Fibromentfernung Zug — Fibrom im Mund sicher entfernen.

Ein Fibrom im Mund ist in den meisten Fällen gutartig — aber es sollte sorgfältig abgeklärt und bei Bedarf entfernt werden. Wir führen die Fibromentfernung ambulant unter lokaler Betäubung durch, sicher und schonend.

Fibromentfernung Zug — Fibrom im Mund entfernen beim Zahnarzt

Was ist ein Fibrom?

Bei einem Fibrom handelt es sich um eine gutartige Gewebswucherung aus Bindegewebe. Im Mundraum treten solche Wucherungen häufig als Reiz- oder Irritationsfibrome auf — Verdickungen der Schleimhaut durch chronische mechanische Belastung.
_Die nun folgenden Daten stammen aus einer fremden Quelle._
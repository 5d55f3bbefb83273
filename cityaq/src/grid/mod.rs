//! Rectangular grids for mapping gridded quantities around a city.
//!
//! Every numeric array attached to a grid (emissions, concentrations,
//! population) is index-aligned with the cell order produced here, so the
//! ordering is part of the contract: rows from south to north, cells from
//! west to east within a row.
//!
//! Cells snap to the lattice `k * dx` rather than to the buffered bounds.
//! Two regions that overlap therefore share cell edges, and the same input
//! always yields bit-identical coordinates.

use thiserror::Error;

use crate::geom::{Bounds, GeometryError, Point, Polygon};

/// Fraction of the region's mean side length added on every side.
pub const BUFFER_FRACTION: f64 = 0.1;

/// Cell size for sources allocated over a country/buffer-scale grid.
pub const EGUGRID_RESOLUTION: f64 = 0.1;

/// Cell size for the regions listed in [`COARSE_REGIONS`].
pub const COARSE_RESOLUTION: f64 = 0.005;

/// Default cell size.
pub const DEFAULT_RESOLUTION: f64 = 0.002;

/// Regions too large to map at the default resolution in reasonable time.
pub const COARSE_REGIONS: &[&str] = &["Guadalajara", "Tokyo", "Melbourne"];

/// Suffix marking source types allocated over the egugrid region.
pub const EGUGRID_SUFFIX: &str = "_egugrid";

/// Errors raised while building a grid.
#[derive(Debug, Error, PartialEq)]
pub enum GridError {
    #[error("invalid cell size {0}")]
    InvalidCellSize(f64),

    #[error("cannot grid region: {0}")]
    Region(#[from] GeometryError),

    #[error("grid for region is empty")]
    Empty,
}

/// Whether a source type is allocated over the egugrid region instead of the
/// city itself.
pub fn is_egugrid(source_type: &str) -> bool {
    source_type.ends_with(EGUGRID_SUFFIX)
}

/// Cell size used when mapping `source_type` emissions in `city`.
pub fn map_resolution(source_type: &str, city: &str) -> f64 {
    if is_egugrid(source_type) {
        return EGUGRID_RESOLUTION;
    }
    if COARSE_REGIONS.contains(&city) {
        return COARSE_RESOLUTION;
    }
    DEFAULT_RESOLUTION
}

/// Builds the buffered grid covering `region`.
///
/// Fails when the region has zero extent or the cell size is not a positive
/// finite number; never returns an empty grid.
pub fn build_grid(region: &Polygon, dx: f64) -> Result<Vec<Polygon>, GridError> {
    let bounds = region.bounds()?;
    build_grid_for_bounds(bounds, dx)
}

/// Same as [`build_grid`], starting from an already computed bounding box.
pub fn build_grid_for_bounds(bounds: Bounds, dx: f64) -> Result<Vec<Polygon>, GridError> {
    if !(dx.is_finite() && dx > 0.0) {
        return Err(GridError::InvalidCellSize(dx));
    }
    bounds.require_extent()?;

    let buffer = (bounds.width() * bounds.height()).sqrt() * BUFFER_FRACTION;
    let b = bounds.expand(buffer);

    let x0 = (b.min.x / dx).floor() as i64;
    let y0 = (b.min.y / dx).floor() as i64;

    let mut cells = Vec::new();
    let mut j = y0;
    loop {
        let y = j as f64 * dx;
        if y >= b.max.y + dx {
            break;
        }
        let mut i = x0;
        loop {
            let x = i as f64 * dx;
            if x >= b.max.x + dx {
                break;
            }
            let x1 = (i + 1) as f64 * dx;
            let y1 = (j + 1) as f64 * dx;
            cells.push(Polygon::rect(Point::new(x, y), Point::new(x1, y1)));
            i += 1;
        }
        j += 1;
    }

    if cells.is_empty() {
        return Err(GridError::Empty);
    }
    Ok(cells)
}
Auslöser können scharfe Zahnkanten, schlechtsitzende Prothesen, Druckstellen oder Zahnfisteln sein.

Ein Fibrom im Mund zeigt sich typischerweise als weiche, glatte, gut abgrenzbare Verdickung der Schleimhaut — meist an der Innenseite der Wange, am Gaumen, am Zahnfleisch oder an der Zunge. In den meisten Fällen ist es schmerzfrei, kann jedoch durch seine Lage beim Kauen stören.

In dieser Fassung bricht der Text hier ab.